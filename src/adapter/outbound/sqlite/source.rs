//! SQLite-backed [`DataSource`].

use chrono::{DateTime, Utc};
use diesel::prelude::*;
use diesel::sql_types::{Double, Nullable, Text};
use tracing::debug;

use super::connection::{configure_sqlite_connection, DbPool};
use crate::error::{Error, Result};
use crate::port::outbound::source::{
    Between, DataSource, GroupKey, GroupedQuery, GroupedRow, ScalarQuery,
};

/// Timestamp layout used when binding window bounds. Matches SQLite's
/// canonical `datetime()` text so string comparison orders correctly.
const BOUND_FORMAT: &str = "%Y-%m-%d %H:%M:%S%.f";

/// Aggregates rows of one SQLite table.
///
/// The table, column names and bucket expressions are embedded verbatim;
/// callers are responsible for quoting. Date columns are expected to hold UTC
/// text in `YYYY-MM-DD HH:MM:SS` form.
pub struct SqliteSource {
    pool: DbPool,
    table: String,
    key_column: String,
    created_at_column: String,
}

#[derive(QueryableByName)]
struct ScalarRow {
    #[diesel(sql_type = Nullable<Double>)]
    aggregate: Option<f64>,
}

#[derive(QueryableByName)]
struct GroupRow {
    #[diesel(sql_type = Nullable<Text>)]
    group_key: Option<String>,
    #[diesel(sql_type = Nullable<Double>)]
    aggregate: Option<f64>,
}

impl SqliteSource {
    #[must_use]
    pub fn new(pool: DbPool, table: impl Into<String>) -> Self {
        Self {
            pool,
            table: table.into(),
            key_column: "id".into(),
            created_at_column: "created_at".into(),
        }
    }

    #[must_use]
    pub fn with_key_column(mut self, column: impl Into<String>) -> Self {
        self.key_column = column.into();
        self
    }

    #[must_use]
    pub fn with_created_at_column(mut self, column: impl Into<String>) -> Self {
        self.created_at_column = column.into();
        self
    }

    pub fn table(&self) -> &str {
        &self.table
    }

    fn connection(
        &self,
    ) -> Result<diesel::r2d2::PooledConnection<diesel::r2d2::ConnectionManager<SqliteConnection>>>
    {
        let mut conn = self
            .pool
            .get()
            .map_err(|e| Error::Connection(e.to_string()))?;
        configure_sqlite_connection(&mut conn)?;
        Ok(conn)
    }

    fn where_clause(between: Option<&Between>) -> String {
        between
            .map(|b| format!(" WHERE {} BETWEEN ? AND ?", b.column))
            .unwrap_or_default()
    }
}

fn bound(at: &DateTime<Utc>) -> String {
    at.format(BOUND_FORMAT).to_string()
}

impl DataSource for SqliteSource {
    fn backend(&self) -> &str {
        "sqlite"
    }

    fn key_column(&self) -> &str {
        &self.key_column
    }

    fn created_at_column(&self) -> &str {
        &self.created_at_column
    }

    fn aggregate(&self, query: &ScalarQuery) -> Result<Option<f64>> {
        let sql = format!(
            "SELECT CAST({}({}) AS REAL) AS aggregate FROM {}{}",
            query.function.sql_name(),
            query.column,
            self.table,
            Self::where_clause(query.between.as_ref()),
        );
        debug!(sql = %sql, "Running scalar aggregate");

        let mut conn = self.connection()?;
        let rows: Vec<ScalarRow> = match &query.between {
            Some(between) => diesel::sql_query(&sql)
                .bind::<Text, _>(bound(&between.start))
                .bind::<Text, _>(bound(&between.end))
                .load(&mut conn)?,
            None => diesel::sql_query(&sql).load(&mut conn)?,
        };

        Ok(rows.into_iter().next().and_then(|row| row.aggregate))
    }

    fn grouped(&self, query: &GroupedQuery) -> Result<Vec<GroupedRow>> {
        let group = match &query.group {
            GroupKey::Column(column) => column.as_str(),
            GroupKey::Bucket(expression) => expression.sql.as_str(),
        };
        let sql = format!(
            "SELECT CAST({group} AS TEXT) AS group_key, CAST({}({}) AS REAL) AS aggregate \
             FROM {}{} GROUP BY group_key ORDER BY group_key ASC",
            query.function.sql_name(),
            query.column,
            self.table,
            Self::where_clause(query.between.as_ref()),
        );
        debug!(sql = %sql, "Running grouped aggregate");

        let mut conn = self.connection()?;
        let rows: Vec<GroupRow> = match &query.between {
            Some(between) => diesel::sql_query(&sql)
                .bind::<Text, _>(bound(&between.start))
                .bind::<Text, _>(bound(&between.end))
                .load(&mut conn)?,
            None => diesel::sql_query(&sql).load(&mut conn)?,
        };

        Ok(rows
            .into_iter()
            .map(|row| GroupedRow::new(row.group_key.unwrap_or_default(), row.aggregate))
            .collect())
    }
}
|---|
Your task — Restate each of the entries above verbatim.

Result below —
filename src/adapter/outbound/sqlite/source.rs
//! SQLite-backed [`DataSource`].

use chrono::{DateTime, Utc};
use diesel::prelude::*;
use diesel::sql_types::{Double, Nullable, Text};
use tracing::debug;

use super::connection::{configure_sqlite_connection, DbPool};
use crate::error::{Error, Result};
use crate::port::outbound::source::{
    Between, DataSource, GroupKey, GroupedQuery, GroupedRow, ScalarQuery,
};

/// Timestamp layout used when binding window bounds. Matches SQLite's
/// canonical `datetime()` text so string comparison orders correctly.
const BOUND_FORMAT: &str = "%Y-%m-%d %H:%M:%S%.f";

/// Aggregates rows of one SQLite table.
///
/// The table, column names and bucket expressions are embedded verbatim;
/// callers are responsible for quoting. Date columns are expected to hold UTC
/// text in `YYYY-MM-DD HH:MM:SS` form.
pub struct SqliteSource {
    pool: DbPool,
    table: String,
    key_column: String,
    created_at_column: String,
}

#[derive(QueryableByName)]
struct ScalarRow {
    #[diesel(sql_type = Nullable<Double>)]
    aggregate: Option<f64>,
}

#[derive(QueryableByName)]
struct GroupRow {
    #[diesel(sql_type = Nullable<Text>)]
    group_key: Option<String>,
    #[diesel(sql_type = Nullable<Double>)]
    aggregate: Option<f64>,
}

impl SqliteSource {
    #[must_use]
    pub fn new(pool: DbPool, table: impl Into<String>) -> Self {
        Self {
            pool,
            table: table.into(),
            key_column: "id".into(),
            created_at_column: "created_at".into(),
        }
    }

    #[must_use]
    pub fn with_key_column(mut self, column: impl Into<String>) -> Self {
        self.key_column = column.into();
        self
    }

    #[must_use]
    pub fn with_created_at_column(mut self, column: impl Into<String>) -> Self {
        self.created_at_column = column.into();
        self
    }

    pub fn table(&self) -> &str {
        &self.table
    }

    fn connection(
        &self,
    ) -> Result<diesel::r2d2::PooledConnection<diesel::r2d2::ConnectionManager<SqliteConnection>>>
    {
        let mut conn = self
            .pool
            .get()
            .map_err(|e| Error::Connection(e.to_string()))?;
        configure_sqlite_connection(&mut conn)?;
        Ok(conn)
    }

    fn where_clause(between: Option<&Between>) -> String {
        between
            .map(|b| format!(" WHERE {} BETWEEN ? AND ?", b.column))
            .unwrap_or_default()
    }
}

fn bound(at: &DateTime<Utc>) -> String {
    at.format(BOUND_FORMAT).to_string()
}

impl DataSource for SqliteSource {
    fn backend(&self) -> &str {
        "sqlite"
    }

    fn key_column(&self) -> &str {
        &self.key_column
    }

    fn created_at_column(&self) -> &str {
        &self.created_at_column
    }

    fn aggregate(&self, query: &ScalarQuery) -> Result<Option<f64>> {
        let sql = format!(
            "SELECT CAST({}({}) AS REAL) AS aggregate FROM {}{}",
            query.function.sql_name(),
            query.column,
            self.table,
            Self::where_clause(query.between.as_ref()),
        );
        debug!(sql = %sql, "Running scalar aggregate");

        let mut conn = self.connection()?;
        let rows: Vec<ScalarRow> = match &query.between {
            Some(between) => diesel::sql_query(&sql)
                .bind::<Text, _>(bound(&between.start))
                .bind::<Text, _>(bound(&between.end))
                .load(&mut conn)?,
            None => diesel::sql_query(&sql).load(&mut conn)?,
        };

        Ok(rows.into_iter().next().and_then(|row| row.aggregate))
    }

    fn grouped(&self, query: &GroupedQuery) -> Result<Vec<GroupedRow>> {
        let group = match &query.group {
            GroupKey::Column(column) => column.as_str(),
            GroupKey::Bucket(expression) => expression.sql.as_str(),
        };
        let sql = format!(
            "SELECT CAST({group} AS TEXT) AS group_key, CAST({}({}) AS REAL) AS aggregate \
             FROM {}{} GROUP BY group_key ORDER BY group_key ASC",
            query.function.sql_name(),
            query.column,
            self.table,
            Self::where_clause(query.between.as_ref()),
        );
        debug!(sql = %sql, "Running grouped aggregate");

        let mut conn = self.connection()?;
        let rows: Vec<GroupRow> = match &query.between {
            Some(between) => diesel::sql_query(&sql)
                .bind::<Text, _>(bound(&between.start))
                .bind::<Text, _>(bound(&between.end))
                .load(&mut conn)?,
            None => diesel::sql_query(&sql).load(&mut conn)?,
        };

        Ok(rows
            .into_iter()
            .map(|row| GroupedRow::new(row.group_key.unwrap_or_default(), row.aggregate))
            .collect())
    }
}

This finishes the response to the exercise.